Avi LoebPress enter or click to view image in full sizeStacking images from the Mastcam-Z camera on the Perseverance rover on Mars shows a faint smudge where 3I/ATLAS was expected to be in the Martian sky. (Credit: NASA/JPL-Caltech/ASU/Simeon Schmauß)

In a new interview on Newsmax last night (available here), I discussed the seven anomalies of the interstellar object 3I/ATLAS. My segment was shared with Rep. Tim Burchet, a member of the House Committee on Oversight and Accountability. Following this interview, the deputy chief of staff for policy at the White House, Stephen Miller, discussed in a separate news segment (available here) the U.S. government shutdown, and was asked during his interview whether the U.S. President was briefed about 3I/ATLAS.

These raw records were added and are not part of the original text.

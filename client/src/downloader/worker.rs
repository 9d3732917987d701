use std::path::Path;
use std::sync::Arc;
use std::sync::atomic::Ordering;

use bytes::Bytes;
use log::{debug, error, info, warn};
use seek_core::{SearchGroup, SearchResult, Transfer};
use seek_network::{Destination, ProgressFn, TransferProgress, TransferRequest};
use tokio::sync::watch;
use tokio::time::Instant;

use super::config::PEER_FAULT_LIMIT;
use super::state::{BufferMode, Engine, TransferFault, WorkerStatus};
use crate::storage::CandidatePaths;
use crate::storage::dedup::file_stem;
use crate::tags::{self, TagTarget, TrackTags};

/// How one candidate ended.
#[derive(Debug, Clone, Copy, PartialEq, Eq)]
enum Outcome {
    Accepted,
    Skipped,
    Rejected,
    Faulted,
    Stopped,
}

/// Works through the candidates of `group` in rank order.
///
/// Stops early when the engine is stopped, or after the first accepted file of a
/// singles group.
pub async fn run(engine: Arc<Engine>, worker_id: usize, group: SearchGroup) {
    debug!(
        "Worker {} started on {} candidates for {}",
        worker_id,
        group.candidates.len(),
        group.target_artist
    );

    for (index, candidate) in group.candidates.iter().enumerate() {
        if engine.stop.is_cancelled() {
            break;
        }
        let filename = candidate.basename().unwrap_or(&candidate.remote_path);
        engine.progress.start_candidate(worker_id, index + 1, filename);

        let admitted = engine
            .disk
            .wait_for_space(engine.storage.root(), &engine.stop, || {
                engine
                    .progress
                    .set_status(worker_id, WorkerStatus::WaitingForDiskSpace)
            })
            .await;
        if !admitted {
            break;
        }

        if engine.tallies.peer_faults(&candidate.peer) >= PEER_FAULT_LIMIT {
            debug!(
                "Skipping {}: peer {} reached the fault limit",
                candidate.remote_path, candidate.peer
            );
            engine
                .progress
                .set_status(worker_id, WorkerStatus::IgnoredPeer(candidate.peer.clone()));
            continue;
        }

        match process_candidate(&engine, worker_id, &group, candidate).await {
            Outcome::Accepted if group.singles => break,
            Outcome::Stopped => break,
            _ => {}
        }
    }
}

async fn process_candidate(
    engine: &Arc<Engine>,
    worker_id: usize,
    group: &SearchGroup,
    candidate: &SearchResult,
) -> Outcome {
    let parts = match candidate.path_parts() {
        Some(parts) => parts,
        None => {
            let fault = TransferFault::MalformedPath(candidate.remote_path.clone());
            return record_fault(engine, worker_id, candidate, fault);
        }
    };
    let paths = engine.storage.candidate_paths(&candidate.peer, &parts);

    if is_duplicate(engine, candidate, &parts.basename, &paths.target).await {
        return skip_duplicate(engine, worker_id, candidate);
    }

    let _peer_guard = match engine
        .peer_locks
        .acquire(
            &candidate.peer,
            &engine.stop,
            engine.options.timings.peer_poll,
            |waited| {
                engine.progress.set_status(
                    worker_id,
                    WorkerStatus::WaitingOnPeer {
                        peer: candidate.peer.clone(),
                        waited,
                    },
                )
            },
        )
        .await
    {
        Some(guard) => guard,
        None => return Outcome::Stopped,
    };

    // Another worker may have accepted the same file while this one waited.
    if engine.ignore.contains(&parts.basename) {
        return skip_duplicate(engine, worker_id, candidate);
    }

    if let Err(e) = tokio::fs::create_dir_all(&paths.dir).await {
        return record_fault(engine, worker_id, candidate, TransferFault::Io(e.to_string()));
    }

    let use_memory =
        engine.options.in_memory && candidate.size < engine.options.in_memory_max_bytes;
    let mut destination = if use_memory {
        Destination::memory(candidate.size)
    } else {
        remove_if_present(&paths.temp).await;
        match Destination::disk(&paths.temp).await {
            Ok(destination) => destination,
            Err(e) => {
                return record_fault(engine, worker_id, candidate, TransferFault::Io(e.to_string()));
            }
        }
    };
    engine.progress.set_buffer_mode(
        worker_id,
        if use_memory {
            BufferMode::Memory
        } else {
            BufferMode::Disk
        },
    );
    engine
        .progress
        .set_status(worker_id, WorkerStatus::Downloading);
    info!("Downloading {} from {}", candidate.remote_path, candidate.peer);

    let result = transfer(engine, worker_id, candidate, &mut destination).await;

    if engine.stop.is_cancelled() {
        debug!("Abandoning {} after stop request", candidate.remote_path);
        discard(destination, &paths).await;
        return Outcome::Stopped;
    }

    let transfer = match result {
        Ok(transfer) => transfer,
        Err(fault) => {
            discard(destination, &paths).await;
            return record_fault(engine, worker_id, candidate, fault);
        }
    };

    let actual = match destination.len().await {
        Ok(len) => len,
        Err(e) => {
            discard(destination, &paths).await;
            return record_fault(engine, worker_id, candidate, TransferFault::Io(e.to_string()));
        }
    };
    if actual != candidate.size {
        discard(destination, &paths).await;
        let fault = TransferFault::SizeMismatch {
            expected: candidate.size,
            actual,
        };
        return record_fault(engine, worker_id, candidate, fault);
    }

    if let Err(e) = engine.archive.append(transfer).await {
        error!(
            "Failed to persist archive entry for {}: {}",
            candidate.remote_path, e
        );
    }

    let target = TagTarget {
        artist: &group.target_artist,
        album: group.target_album.as_deref(),
        song_names: &group.song_names,
    };
    match destination.into_bytes() {
        Some(bytes) => {
            commit_from_memory(engine, worker_id, candidate, &target, &parts.basename, &paths, bytes)
                .await
        }
        None => {
            commit_from_disk(engine, worker_id, candidate, &target, &parts.basename, &paths).await
        }
    }
}

/// Runs the network transfer under the stall and hard-cap timers.
async fn transfer(
    engine: &Arc<Engine>,
    worker_id: usize,
    candidate: &SearchResult,
    destination: &mut Destination,
) -> Result<Transfer, TransferFault> {
    let timings = &engine.options.timings;
    let cancel = engine.stop.child_token();
    let (percent_tx, mut percent_rx) = watch::channel(0u8);

    let progress: ProgressFn = {
        let engine = engine.clone();
        Arc::new(move |update: TransferProgress| {
            let percent = update.percent_complete().round() as u8;
            engine
                .progress
                .record_progress(worker_id, percent, update.average_speed);
            percent_tx.send_if_modified(|current| {
                if *current == percent {
                    return false;
                }
                *current = percent;
                true
            });
        })
    };

    let request = TransferRequest::from(candidate);
    let download = engine
        .network
        .download(&request, destination, cancel.clone(), progress);
    tokio::pin!(download);
    let hard_deadline = tokio::time::sleep(timings.hard_timeout);
    tokio::pin!(hard_deadline);

    let mut stall_deadline = Instant::now() + timings.stall_timeout;
    let mut watching = true;

    let fault = loop {
        tokio::select! {
            result = &mut download => return result.map_err(TransferFault::Network),
            changed = percent_rx.changed(), if watching => {
                match changed {
                    Ok(()) => stall_deadline = Instant::now() + timings.stall_timeout,
                    Err(_) => watching = false,
                }
            }
            _ = tokio::time::sleep_until(stall_deadline) => {
                break TransferFault::Stalled(timings.stall_timeout);
            }
            _ = &mut hard_deadline => break TransferFault::TimedOut(timings.hard_timeout),
            _ = engine.stop.cancelled() => break TransferFault::Cancelled,
        }
    };

    cancel.cancel();
    if tokio::time::timeout(timings.cancel_grace, &mut download)
        .await
        .is_err()
    {
        debug!(
            "Transfer of {} did not wind down within {:?}",
            candidate.remote_path, timings.cancel_grace
        );
    }
    Err(fault)
}

/// The four duplicate checks, cheapest first.
async fn is_duplicate(
    engine: &Engine,
    candidate: &SearchResult,
    basename: &str,
    target: &Path,
) -> bool {
    if engine.archive.contains(&candidate.transfer()) || engine.ignore.contains(basename) {
        return true;
    }
    if let Ok(metadata) = tokio::fs::metadata(target).await {
        if metadata.is_file() && metadata.len() == candidate.size {
            return true;
        }
    }
    match file_stem(Path::new(basename)) {
        Some(stem) => engine.listing.fuzzy_contains(&stem).await,
        None => false,
    }
}

/// Writes the buffered bytes to the final path, then validates them.
///
/// A buffered file that fails validation stays where it was written; only disk
/// transfers are ever removed on a mismatch.
async fn commit_from_memory(
    engine: &Arc<Engine>,
    worker_id: usize,
    candidate: &SearchResult,
    target: &TagTarget<'_>,
    basename: &str,
    paths: &CandidatePaths,
    bytes: Bytes,
) -> Outcome {
    if let Err(e) = tokio::fs::write(&paths.target, &bytes).await {
        remove_if_present(&paths.target).await;
        return record_fault(engine, worker_id, candidate, TransferFault::Io(e.to_string()));
    }

    let policy = engine.options.tags;
    let verdict = if needs_tags(engine) {
        engine
            .progress
            .set_status(worker_id, WorkerStatus::Validating);
        let tags = read_buffered_tags(bytes).await;
        tags::validate(target, &tags, &policy)
    } else {
        Default::default()
    };

    if !verdict.accepted(&policy) {
        return reject(engine, worker_id, candidate);
    }
    if !engine.ignore.claim(basename) {
        remove_if_present(&paths.target).await;
        return skip_duplicate(engine, worker_id, candidate);
    }
    if verdict.rewrite_album {
        update_album(target, &paths.target).await;
    }
    accept(engine, worker_id, candidate, &paths.target)
}

/// Moves the `.bak` file into place, then validates it.
async fn commit_from_disk(
    engine: &Arc<Engine>,
    worker_id: usize,
    candidate: &SearchResult,
    target: &TagTarget<'_>,
    basename: &str,
    paths: &CandidatePaths,
) -> Outcome {
    if let Err(e) = tokio::fs::rename(&paths.temp, &paths.target).await {
        remove_if_present(&paths.temp).await;
        return record_fault(engine, worker_id, candidate, TransferFault::Io(e.to_string()));
    }

    let policy = engine.options.tags;
    let verdict = if needs_tags(engine) {
        engine
            .progress
            .set_status(worker_id, WorkerStatus::Validating);
        let tags = read_file_tags(&paths.target).await;
        tags::validate(target, &tags, &policy)
    } else {
        Default::default()
    };

    if !verdict.accepted(&policy) {
        if policy.delete_on_mismatch {
            remove_if_present(&paths.target).await;
        }
        return reject(engine, worker_id, candidate);
    }
    if !engine.ignore.claim(basename) {
        remove_if_present(&paths.target).await;
        return skip_duplicate(engine, worker_id, candidate);
    }
    if verdict.rewrite_album {
        update_album(target, &paths.target).await;
    }
    accept(engine, worker_id, candidate, &paths.target)
}

fn needs_tags(engine: &Engine) -> bool {
    engine.options.tags.check_tags || engine.options.tags.update_album_name
}

async fn read_buffered_tags(bytes: Bytes) -> TrackTags {
    tokio::task::spawn_blocking(move || tags::read_tags_from_bytes(bytes))
        .await
        .ok()
        .flatten()
        .unwrap_or_default()
}

async fn read_file_tags(path: &Path) -> TrackTags {
    let path = path.to_path_buf();
    tokio::task::spawn_blocking(move || tags::read_tags_from_path(&path))
        .await
        .ok()
        .flatten()
        .unwrap_or_default()
}

async fn update_album(target: &TagTarget<'_>, path: &Path) {
    let Some(album) = target.album.map(str::to_string) else {
        return;
    };
    let path = path.to_path_buf();
    let display = path.display().to_string();
    match tokio::task::spawn_blocking(move || tags::rewrite_album(&path, &album)).await {
        Ok(Ok(())) => debug!("Updated album tag of {}", display),
        Ok(Err(e)) => warn!("Could not update album tag of {}: {}", display, e),
        Err(e) => warn!("Album update of {} failed: {}", display, e),
    }
}

fn accept(engine: &Engine, worker_id: usize, candidate: &SearchResult, path: &Path) -> Outcome {
    engine.listing.insert(path);
    engine.counters.downloaded.fetch_add(1, Ordering::Relaxed);
    engine.progress.set_status(worker_id, WorkerStatus::Accepted);
    info!("Downloaded {} from {}", candidate.remote_path, candidate.peer);
    Outcome::Accepted
}

fn reject(engine: &Engine, worker_id: usize, candidate: &SearchResult) -> Outcome {
    engine.counters.mismatched_tags.fetch_add(1, Ordering::Relaxed);
    engine.progress.set_status(worker_id, WorkerStatus::TagMismatch);
    warn!(
        "Tags of {} from {} do not match the search",
        candidate.remote_path, candidate.peer
    );
    Outcome::Rejected
}

fn skip_duplicate(engine: &Engine, worker_id: usize, candidate: &SearchResult) -> Outcome {
    engine
        .counters
        .skipped_duplicate
        .fetch_add(1, Ordering::Relaxed);
    engine
        .progress
        .set_status(worker_id, WorkerStatus::SkippedDuplicate);
    debug!("Already downloaded: {}", candidate.remote_path);
    Outcome::Skipped
}

fn record_fault(
    engine: &Engine,
    worker_id: usize,
    candidate: &SearchResult,
    fault: TransferFault,
) -> Outcome {
    warn!(
        "Failed to download {} from {}: {}",
        candidate.remote_path, candidate.peer, fault
    );
    engine.tallies.record_fault(&candidate.peer, &fault);
    engine
        .progress
        .set_status(worker_id, WorkerStatus::Faulted(fault.to_string()));
    Outcome::Faulted
}

/// Drops a failed transfer's buffer, removing the `.bak` file of a disk transfer.
async fn discard(destination: Destination, paths: &CandidatePaths) {
    let on_disk = !destination.is_memory();
    drop(destination);
    if on_disk {
        remove_if_present(&paths.temp).await;
    }
}

async fn remove_if_present(path: &Path) {
    if let Err(e) = tokio::fs::remove_file(path).await {
        if e.kind() != std::io::ErrorKind::NotFound {
            warn!("Could not remove {}: {}", path.display(), e);
        }
    }
}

So far, no data from human-made Mars orbiters was publicly released by NASA or ESA. In a subsequent podcast interview with Brian Keating (accessible here), I mentioned anecdotally that the astrophotographer Simeon Schmauß stacked publicly-available images from the Mastcam-Z camera onboard NASA’s Perseverance rover on Mars and reported here a faint smudge at the location where 3I/ATLAS was expected to appear on the Martian sky.

Yesterday, October 3, 2025, was a special day, as 3I/ATLAS reached its closest approach to Mars at a separation of 29 million kilometers. This should have allowed multiple Mars orbiters to capture new imaging and spectroscopic data on 3I/ATLAS, as follows:

1. The High Resolution Imaging Experiment (HiRISE) camera onboard NASA’s Mars Reconnaissance Orbiter (MRO) should have taken images with a spatial resolution of 30 kilometers per pixel, the highest yet for 3I/ATLAS. The brightest pixel in these images can be used to infer the diameter of the nucleus of 3I/ATLAS, currently expected to be larger than 5 kilometers (as inferred here).

2. The High-Resolution Stereo Camera (HRSC) as well as the OMEGA and SPectroscopy for the Investigation of the Characteristics of the Atmosphere of Mars (SPICAM) spectrometers onboard ESA’s Mars Express are expected to capture lower-resolution images and spectroscopic data on 3I/ATLAS.

3. The Colour and Stereo Surface Imaging System (CaSSis) and the NOMAD spectrometer onboard ESA’s ExoMars Trace Gas Orbiter (TGO), are expected to produce color images and composition data. The Infrared Spectrometer for ExoMars (ISEM) can be used to analyze the chemical composition of the plume of gas around 3I/ATLAS.

4. The Imaging Ultraviolet Spectrograph (IUVS) onboard NASA’s MAVEN spacecraft can provide UV imaging and spectroscopy of 3I/ATLAS.

5. Additional images and spectroscopic data are expected from the Moderate Resolution Imaging Camera (MoRIC) onboard China’s Tianwen-1 as well as the Emirates eXploration Imager (EXI) and Emirates Mars Infrared and Ultraviolet Spectrometers (EMIRS and EMUS) onboard the Hope Orbiter of UAE’s Emirates Mars Mission.

We are fortunate to benefit from the passage of an unusually massive and bright interstellar object (at least a thousand times more massive than the previous two: 1I/`Oumuamua and 2I/Borisov) in the inner solar system through an orbit that is aligned with the ecliptic plane of the planets around the Sun (with a random likelihood of order 0.2%) and that is timed for a close passage near Mars, Venus and Jupiter (with a likelihood of 0.005%). Whether these extremely rare coincidences are a matter of random chance or extraterrestrial intelligent planning remains to be seen by the Mars orbiters. Based on the data their images and spectrographs provide, humanity will know whether it should be grateful to mother nature or to the intelligence of a cosmic sibling.

ABOUT THE AUTHOR

Press enter or click to view image in full size(Image Credit: Chris Michel, National Academy of Sciences, 2023)

Avi Loeb is the head of the Galileo Project, founding director of Harvard University’s — Black Hole Initiative, director of the Institute for Theory and Computation at the Harvard-Smithsonian Center for Astrophysics, and the former chair of the astronomy department at Harvard University (2011–2020). He is a former member of the President’s Council of Advisors on Science and Technology and a former chair of the Board on Physics and Astronomy of the National Academies. He is the bestselling author of “Extraterrestrial: The First Sign of Intelligent Life Beyond Earth” and a co-author of the textbook “Life in the Cosmos”, both published in 2021. The paperback edition of his new book, titled “Interstellar”, was published in August 2024.